It’s actually remarkable how bad this app is.
It is far and away the worst “smart device” app I have downloaded since such devices arrived earlier this century. It would be comical were it not a component of a larger ~$9k investment. Since it is, however, it’s mostly infuriating, but also worrying that corners were cut in other ways with the final product, which I sit nude in every morning no less. Fingers crossed they fear litigation enough to approach functional safety with more seriousness than they did wireless integration.
The first keyhole into the impending user hellscape is the forced landscape mode, as though it’s a novelty app from 2009, displayed cutely alongside iBeer or perhaps Pocket God on your homescreen.
You cannot see the field you are typing in when logging in. You cannot copy/paste in either of the login fields. Your keychain will not be cued to remember the password for you. The security parameters for password changes, (which you surely will use within the first 24 hours unless “password” is your password), are weak and worrisome.
All of this is a moot point, however, since you cannot actually setup a new sauna and begin to use the app for what is intended (something I cannot begin to imagine). That is unless you go into the advanced settings of your router and manually disable your 5ghz channel…which you actually cannot do on many modern routers (ours for example). You can only hide it, if you’re lucky.

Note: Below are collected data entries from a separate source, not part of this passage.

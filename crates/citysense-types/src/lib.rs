//! Shared types for city environmental sensor readings.
//!
//! This crate holds the data model used by the store adapters
//! (citysense-store) and the analytics engine (citysense-core).
//!
//! # Features
//!
//! - [`SensorReading`] with optional noise, traffic and PM2.5 values
//! - Fixed abnormal thresholds and the OR-of-thresholds predicate
//! - UTC hour-of-day extraction from stored ISO-8601 timestamps
//! - The 2-decimal, ties-to-even rounding law used by every metric
//!
//! # Example
//!
//! ```
//! use citysense_types::{MetricField, SensorReading, round2};
//!
//! let reading = SensorReading::new("s-1", "City Center", "2024-05-01T08:15", 90, 40, 30);
//! assert_eq!(reading.exceeded_fields(), vec![MetricField::NoiseDb]);
//! assert_eq!(reading.hour().unwrap(), 8);
//! assert_eq!(round2(70.0 / 3.0), 23.33);
//! ```

pub mod error;
pub mod round;
pub mod timestamp;
pub mod types;

pub use error::{ParseError, ParseResult};
pub use round::{METRIC_DECIMALS, round2};
pub use timestamp::{hour_of_day, parse_timestamp};
pub use types::{
    AreaMetric, HourMetric, MetricField, NOISE_DB_LIMIT, PM25_LIMIT, SensorReading,
    TRAFFIC_COUNT_LIMIT,
};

Good news, though, they addressed this issue with an upda—- no this nearly identical app that just slaps “5ghz” onto the end of the name. I stumbled onto this ugly twin with dumb “luck” if you can call it that. Thankfully it fixed everyth— just kidding it doesn’t work either. It relies on Bluetooth for initial connection vs 2.4ghz, and the device is more elusive than Predator on a foggy day when trying to connect.
I’ve chosen to believe that this pair of apps was developed by a lovely blind 15 year old relative of a Jacuzzi™ executive with a passion for coding, who will never have this review read to them. This young, aspiring, fictional developer’s happiness is the only moral justification to the app’s existence.